The comparative evaluation of extraction methods, combined with factorial experimental design and kinetic modelling, demonstrated that supercritical fluid extraction allows modulation of extract composition depending on the extraction conditions. Ethanol addition significantly enhanced the recovery of phenolic compounds and affected the extracts’ antioxidant capacity, highlighting the versatility of supercritical fluid extraction as a green extraction strategy for this plant matrix.

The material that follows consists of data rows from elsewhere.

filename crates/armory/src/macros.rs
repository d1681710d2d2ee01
#[macro_export]
macro_rules! impl_string_newtype {
    ($name:ty) => {
        impl $name {
            pub fn new(s: impl Into<String>) -> Self {
                Self(s.into())
            }

            pub fn as_str(&self) -> &str {
                &self.0
            }
        }
    };
}
use armory::{MAX_SLOTS, SelectorInput, Slot};
use std::str::FromStr;
use thiserror::Error;

#[derive(Debug, Clone, PartialEq, Eq)]
pub enum HudEvent {
    Input(SelectorInput),
    Fire,
    Refill,
    Drop,
    Status,
    ConfigReload,
}

#[derive(Error, Debug, PartialEq, Eq)]
pub enum CommandError {
    #[error("Empty command")]
    Empty,
    #[error("Unknown command '{0}'")]
    Unknown(String),
    #[error("Slot must be a number from 1 to {max}, got '{0}'", max = MAX_SLOTS)]
    InvalidSlot(String),
}

impl FromStr for HudEvent {
    type Err = CommandError;

    fn from_str(line: &str) -> Result<Self, Self::Err> {
        let mut words = line.split_whitespace();
        let command = words.next().ok_or(CommandError::Empty)?.to_lowercase();

        let event = match command.as_str() {
            "prev" => HudEvent::Input(SelectorInput::MovePrev),
            "next" => HudEvent::Input(SelectorInput::MoveNext),
            "slot" => {
                let arg = words.next().unwrap_or_default();
                let slot = arg
                    .parse()
                    .ok()
                    .and_then(Slot::new)
                    .ok_or_else(|| CommandError::InvalidSlot(arg.to_string()))?;
                HudEvent::Input(SelectorInput::CycleSlot(slot))
            }
            "confirm" => HudEvent::Input(SelectorInput::Confirm),
            "cancel" => HudEvent::Input(SelectorInput::Cancel),
            "fire" => HudEvent::Fire,
            "refill" => HudEvent::Refill,
            "drop" => HudEvent::Drop,
            "status" => HudEvent::Status,
            "reload" => HudEvent::ConfigReload,
            _ => return Err(CommandError::Unknown(command)),
        };
        Ok(event)
    }
}
pub mod runtime;
pub mod server;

Although no direct biological assays were performed to confirm therapeutic effects, the chemical profiles obtained are consistent with previously reported bioactivities associated with Parastrephia spp. These findings should, therefore, be interpreted as a basis for future studies to validate specific functional and therapeutic applications and to assess their relevance to food, nutraceutical, or pharmaceutical development under controlled conditions. Future research should focus on compound-specific validation and targeted bioassays to confirm the functional relevance of the identified metabolites, along with comparative evaluations involving other green extraction technologies.